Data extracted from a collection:
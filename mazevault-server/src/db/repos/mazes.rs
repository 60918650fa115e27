//! Maze repository
//!
//! Ids are expected unique but the schema does not enforce it: reads order
//! by insert time and take the first match, deletes remove every row for
//! the id. The body column is opaque JSON written by the generator; this
//! layer round-trips it without interpreting it.

use chrono::{DateTime, Utc};
use serde_json::Value as JsonValue;
use sqlx::sqlite::SqliteRow;
use sqlx::{Row, SqlitePool};

use crate::models::{ChallengeLevel, MazeId, Paginated, Pagination};

/// Database error type
#[derive(Debug, thiserror::Error)]
pub enum DbError {
    #[error("database error: {0}")]
    Sqlx(#[from] sqlx::Error),

    #[error("not found: {resource} '{id}'")]
    NotFound { resource: &'static str, id: String },

    #[error("stored body for maze '{id}' is not valid JSON")]
    CorruptBody {
        id: String,
        #[source]
        source: serde_json::Error,
    },
}

/// Full maze record, body included.
#[derive(Debug, Clone)]
pub struct MazeRecord {
    pub id: String,
    pub height: i64,
    pub width: i64,
    pub seed: i64,
    pub challenge_level: i64,
    pub body: JsonValue,
    pub created_at: DateTime<Utc>,
}

/// Maze record without the body, for listings.
#[derive(Debug, Clone, sqlx::FromRow)]
pub struct MazeSummary {
    pub id: String,
    pub height: i64,
    pub width: i64,
    pub seed: i64,
    pub challenge_level: i64,
    pub created_at: DateTime<Utc>,
}

/// Maze repository
pub struct MazeRepo<'a> {
    pool: &'a SqlitePool,
}

impl<'a> MazeRepo<'a> {
    pub fn new(pool: &'a SqlitePool) -> Self {
        Self { pool }
    }

    /// Whether any record exists for `id`.
    pub async fn exists(&self, id: &str) -> Result<bool, DbError> {
        let found: i64 = sqlx::query_scalar("SELECT EXISTS(SELECT 1 FROM mazes WHERE id = ?1)")
            .bind(id)
            .fetch_one(self.pool)
            .await?;
        Ok(found != 0)
    }

    /// Insert a new record and return it.
    pub async fn insert(
        &self,
        id: &MazeId,
        challenge_level: ChallengeLevel,
        body: &JsonValue,
    ) -> Result<MazeRecord, DbError> {
        let created_at = Utc::now();
        let body_text = body.to_string();

        sqlx::query(
            r#"
            INSERT INTO mazes (id, height, width, seed, challenge_level, body, created_at)
            VALUES (?1, ?2, ?3, ?4, ?5, ?6, ?7)
            "#,
        )
        .bind(id.as_str())
        .bind(id.height() as i64)
        .bind(id.width() as i64)
        .bind(id.seed())
        .bind(challenge_level.as_i64())
        .bind(&body_text)
        .bind(created_at)
        .execute(self.pool)
        .await?;

        Ok(MazeRecord {
            id: id.as_str().to_owned(),
            height: id.height() as i64,
            width: id.width() as i64,
            seed: id.seed(),
            challenge_level: challenge_level.as_i64(),
            body: body.clone(),
            created_at,
        })
    }

    /// First record matching `id`, oldest row wins when duplicates exist.
    pub async fn first(&self, id: &str) -> Result<Option<MazeRecord>, DbError> {
        let row = sqlx::query(
            r#"
            SELECT id, height, width, seed, challenge_level, body, created_at
            FROM mazes
            WHERE id = ?1
            ORDER BY created_at ASC, rowid ASC
            LIMIT 1
            "#,
        )
        .bind(id)
        .fetch_optional(self.pool)
        .await?;

        row.map(record_from_row).transpose()
    }

    /// List record summaries, newest first.
    pub async fn list(&self, page: Pagination) -> Result<Paginated<MazeSummary>, DbError> {
        // COUNT(*) OVER() gets the total in the same query
        let rows = sqlx::query(
            r#"
            SELECT id, height, width, seed, challenge_level, created_at,
                   COUNT(*) OVER() AS total
            FROM mazes
            ORDER BY created_at DESC, rowid DESC
            LIMIT ?1 OFFSET ?2
            "#,
        )
        .bind(page.limit())
        .bind(page.offset())
        .fetch_all(self.pool)
        .await?;

        let total = rows.first().map(|r| r.get::<i64, _>("total")).unwrap_or(0);
        let items = rows
            .into_iter()
            .map(|r| MazeSummary {
                id: r.get("id"),
                height: r.get("height"),
                width: r.get("width"),
                seed: r.get("seed"),
                challenge_level: r.get("challenge_level"),
                created_at: r.get("created_at"),
            })
            .collect();

        Ok(Paginated {
            items,
            total,
            page: page.page,
            per_page: page.per_page,
        })
    }

    /// Total number of stored records, duplicates included.
    pub async fn count(&self) -> Result<i64, DbError> {
        let total: i64 = sqlx::query_scalar("SELECT COUNT(*) FROM mazes")
            .fetch_one(self.pool)
            .await?;
        Ok(total)
    }

    /// Delete every record matching `id`, returning the removed count.
    pub async fn delete(&self, id: &str) -> Result<u64, DbError> {
        let result = sqlx::query("DELETE FROM mazes WHERE id = ?1")
            .bind(id)
            .execute(self.pool)
            .await?;
        Ok(result.rows_affected())
    }
}

fn record_from_row(row: SqliteRow) -> Result<MazeRecord, DbError> {
    let id: String = row.get("id");
    let body_text: String = row.get("body");
    let body = serde_json::from_str(&body_text).map_err(|source| DbError::CorruptBody {
        id: id.clone(),
        source,
    })?;

    Ok(MazeRecord {
        id,
        height: row.get("height"),
        width: row.get("width"),
        seed: row.get("seed"),
        challenge_level: row.get("challenge_level"),
        body,
        created_at: row.get("created_at"),
    })
}

#[cfg(test)]
mod tests {
    use super::*;
    use crate::db::{migrations, pool::create_memory_pool};
    use serde_json::json;

    async fn test_pool() -> SqlitePool {
        let pool = create_memory_pool().await.unwrap();
        migrations::run(&pool).await.unwrap();
        pool
    }

    fn sample_id() -> MazeId {
        MazeId::new(4, 5, 9).unwrap()
    }

    #[tokio::test]
    async fn insert_then_first() {
        let pool = test_pool().await;
        let repo = MazeRepo::new(&pool);
        let body = json!({"cells": [1, 2, 3], "ascii": "###"});

        assert!(!repo.exists("4:5:9").await.unwrap());
        let inserted = repo
            .insert(&sample_id(), ChallengeLevel::new(2).unwrap(), &body)
            .await
            .unwrap();
        assert!(repo.exists("4:5:9").await.unwrap());

        let fetched = repo.first("4:5:9").await.unwrap().expect("record");
        assert_eq!(fetched.id, inserted.id);
        assert_eq!(fetched.height, 4);
        assert_eq!(fetched.width, 5);
        assert_eq!(fetched.seed, 9);
        assert_eq!(fetched.challenge_level, 2);
        assert_eq!(fetched.body, body);
    }

    #[tokio::test]
    async fn first_returns_none_for_missing() {
        let pool = test_pool().await;
        let repo = MazeRepo::new(&pool);
        assert!(repo.first("2:2:0").await.unwrap().is_none());
    }

    #[tokio::test]
    async fn duplicates_first_match_wins() {
        let pool = test_pool().await;
        let repo = MazeRepo::new(&pool);
        let id = sample_id();

        repo.insert(&id, ChallengeLevel::default(), &json!({"n": 1}))
            .await
            .unwrap();
        repo.insert(&id, ChallengeLevel::default(), &json!({"n": 2}))
            .await
            .unwrap();

        let fetched = repo.first(id.as_str()).await.unwrap().expect("record");
        assert_eq!(fetched.body, json!({"n": 1}));
    }

    #[tokio::test]
    async fn delete_removes_all_duplicates() {
        let pool = test_pool().await;
        let repo = MazeRepo::new(&pool);
        let id = sample_id();

        repo.insert(&id, ChallengeLevel::default(), &json!({}))
            .await
            .unwrap();
        repo.insert(&id, ChallengeLevel::default(), &json!({}))
            .await
            .unwrap();

        assert_eq!(repo.delete(id.as_str()).await.unwrap(), 2);
        assert!(!repo.exists(id.as_str()).await.unwrap());
        assert_eq!(repo.delete(id.as_str()).await.unwrap(), 0);
    }

    #[tokio::test]
    async fn list_pages_newest_first() {
        let pool = test_pool().await;
        let repo = MazeRepo::new(&pool);

        for seed in 0..3 {
            let id = MazeId::new(4, 4, seed).unwrap();
            repo.insert(&id, ChallengeLevel::default(), &json!({}))
                .await
                .unwrap();
        }

        let page = repo.list(Pagination::new(1, 2)).await.unwrap();
        assert_eq!(page.total, 3);
        assert_eq!(page.items.len(), 2);
        assert_eq!(page.items[0].id, "4:4:2");

        let page = repo.list(Pagination::new(2, 2)).await.unwrap();
        assert_eq!(page.items.len(), 1);
        assert_eq!(page.items[0].id, "4:4:0");
    }

    #[tokio::test]
    async fn count_includes_duplicates() {
        let pool = test_pool().await;
        let repo = MazeRepo::new(&pool);
        let id = sample_id();

        assert_eq!(repo.count().await.unwrap(), 0);
        repo.insert(&id, ChallengeLevel::default(), &json!({}))
            .await
            .unwrap();
        repo.insert(&id, ChallengeLevel::default(), &json!({}))
            .await
            .unwrap();
        assert_eq!(repo.count().await.unwrap(), 2);
    }

    #[tokio::test]
    async fn corrupt_body_is_reported() {
        let pool = test_pool().await;
        sqlx::query(
            "INSERT INTO mazes (id, height, width, seed, challenge_level, body, created_at)
             VALUES ('2:2:1', 2, 2, 1, 0, 'not json', ?1)",
        )
        .bind(Utc::now())
        .execute(&pool)
        .await
        .unwrap();

        let err = MazeRepo::new(&pool).first("2:2:1").await.unwrap_err();
        assert!(matches!(err, DbError::CorruptBody { .. }));
    }
}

▶ _EXERCISE GOAL_:
Scan the entries above for the word "MazeSummary". Report the lines that hold it.

▶ _RESPONSE TO THIS TASK_:
pub struct MazeSummary {
    pub async fn list(&self, page: Pagination) -> Result<Paginated<MazeSummary>, DbError> {
            .map(|r| MazeSummary {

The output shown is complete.